(Work instructions) Print each entry exactly, all the way through.

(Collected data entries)
·····
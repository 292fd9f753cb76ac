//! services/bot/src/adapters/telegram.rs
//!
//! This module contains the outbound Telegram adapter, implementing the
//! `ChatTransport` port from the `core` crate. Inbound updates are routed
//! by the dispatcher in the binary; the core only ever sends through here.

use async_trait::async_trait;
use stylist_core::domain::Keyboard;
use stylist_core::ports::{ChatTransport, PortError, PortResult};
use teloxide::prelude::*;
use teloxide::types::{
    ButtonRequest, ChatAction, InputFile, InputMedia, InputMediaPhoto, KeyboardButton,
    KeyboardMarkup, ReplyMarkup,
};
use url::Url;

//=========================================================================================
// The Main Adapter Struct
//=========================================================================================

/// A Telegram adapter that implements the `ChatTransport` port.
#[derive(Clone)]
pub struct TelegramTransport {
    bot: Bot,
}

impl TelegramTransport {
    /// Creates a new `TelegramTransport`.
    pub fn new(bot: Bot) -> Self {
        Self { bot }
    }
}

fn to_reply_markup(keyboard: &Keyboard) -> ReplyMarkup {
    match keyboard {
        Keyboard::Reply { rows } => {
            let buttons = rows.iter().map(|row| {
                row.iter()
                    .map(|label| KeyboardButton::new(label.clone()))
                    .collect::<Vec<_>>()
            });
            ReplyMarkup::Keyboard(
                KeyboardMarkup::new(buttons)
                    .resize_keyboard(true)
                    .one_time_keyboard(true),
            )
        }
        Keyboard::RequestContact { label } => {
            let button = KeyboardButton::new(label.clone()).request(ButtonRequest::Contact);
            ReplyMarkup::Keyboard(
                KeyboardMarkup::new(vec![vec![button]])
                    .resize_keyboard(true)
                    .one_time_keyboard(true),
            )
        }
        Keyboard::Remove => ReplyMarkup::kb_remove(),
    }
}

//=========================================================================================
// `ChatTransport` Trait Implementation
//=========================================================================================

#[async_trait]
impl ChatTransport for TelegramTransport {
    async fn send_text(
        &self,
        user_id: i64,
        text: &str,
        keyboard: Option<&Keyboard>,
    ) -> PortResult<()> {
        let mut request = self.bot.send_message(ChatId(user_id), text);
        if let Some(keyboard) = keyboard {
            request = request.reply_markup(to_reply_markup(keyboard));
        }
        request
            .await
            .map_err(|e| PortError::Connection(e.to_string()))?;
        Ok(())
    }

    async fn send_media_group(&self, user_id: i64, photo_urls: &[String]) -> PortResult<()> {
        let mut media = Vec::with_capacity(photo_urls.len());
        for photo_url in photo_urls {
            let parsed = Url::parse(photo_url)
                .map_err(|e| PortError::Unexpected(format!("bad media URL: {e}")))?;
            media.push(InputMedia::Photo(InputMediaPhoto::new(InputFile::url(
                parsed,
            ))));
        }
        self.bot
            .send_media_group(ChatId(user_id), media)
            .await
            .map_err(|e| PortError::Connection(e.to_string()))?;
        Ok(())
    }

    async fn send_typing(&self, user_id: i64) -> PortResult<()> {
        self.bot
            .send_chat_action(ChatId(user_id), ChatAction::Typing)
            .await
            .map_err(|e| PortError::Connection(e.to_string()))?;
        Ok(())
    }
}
·····
(Output of the task)
repository 292fd9f753cb76ac
//! services/bot/src/adapters/telegram.rs
//!
//! This module contains the outbound Telegram adapter, implementing the
//! `ChatTransport` port from the `core` crate. Inbound updates are routed
//! by the dispatcher in the binary; the core only ever sends through here.

use async_trait::async_trait;
use stylist_core::domain::Keyboard;
use stylist_core::ports::{ChatTransport, PortError, PortResult};
use teloxide::prelude::*;
use teloxide::types::{
    ButtonRequest, ChatAction, InputFile, InputMedia, InputMediaPhoto, KeyboardButton,
    KeyboardMarkup, ReplyMarkup,
};
use url::Url;

//=========================================================================================
// The Main Adapter Struct
//=========================================================================================

/// A Telegram adapter that implements the `ChatTransport` port.
#[derive(Clone)]
pub struct TelegramTransport {
    bot: Bot,
}

impl TelegramTransport {
    /// Creates a new `TelegramTransport`.
    pub fn new(bot: Bot) -> Self {
        Self { bot }
    }
}

fn to_reply_markup(keyboard: &Keyboard) -> ReplyMarkup {
    match keyboard {
        Keyboard::Reply { rows } => {
            let buttons = rows.iter().map(|row| {
                row.iter()
                    .map(|label| KeyboardButton::new(label.clone()))
                    .collect::<Vec<_>>()
            });
            ReplyMarkup::Keyboard(
                KeyboardMarkup::new(buttons)
                    .resize_keyboard(true)
                    .one_time_keyboard(true),
            )
        }
        Keyboard::RequestContact { label } => {
            let button = KeyboardButton::new(label.clone()).request(ButtonRequest::Contact);
            ReplyMarkup::Keyboard(
                KeyboardMarkup::new(vec![vec![button]])
                    .resize_keyboard(true)
                    .one_time_keyboard(true),
            )
        }
        Keyboard::Remove => ReplyMarkup::kb_remove(),
    }
}

//=========================================================================================
// `ChatTransport` Trait Implementation
//=========================================================================================

#[async_trait]
impl ChatTransport for TelegramTransport {
    async fn send_text(
        &self,
        user_id: i64,
        text: &str,
        keyboard: Option<&Keyboard>,
    ) -> PortResult<()> {
        let mut request = self.bot.send_message(ChatId(user_id), text);
        if let Some(keyboard) = keyboard {
            request = request.reply_markup(to_reply_markup(keyboard));
        }
        request
            .await
            .map_err(|e| PortError::Connection(e.to_string()))?;
        Ok(())
    }

    async fn send_media_group(&self, user_id: i64, photo_urls: &[String]) -> PortResult<()> {
        let mut media = Vec::with_capacity(photo_urls.len());
        for photo_url in photo_urls {
            let parsed = Url::parse(photo_url)
                .map_err(|e| PortError::Unexpected(format!("bad media URL: {e}")))?;
            media.push(InputMedia::Photo(InputMediaPhoto::new(InputFile::url(
                parsed,
            ))));
        }
        self.bot
            .send_media_group(ChatId(user_id), media)
            .await
            .map_err(|e| PortError::Connection(e.to_string()))?;
        Ok(())
    }

    async fn send_typing(&self, user_id: i64) -> PortResult<()> {
        self.bot
            .send_chat_action(ChatId(user_id), ChatAction::Typing)
            .await
            .map_err(|e| PortError::Connection(e.to_string()))?;
        Ok(())
    }
}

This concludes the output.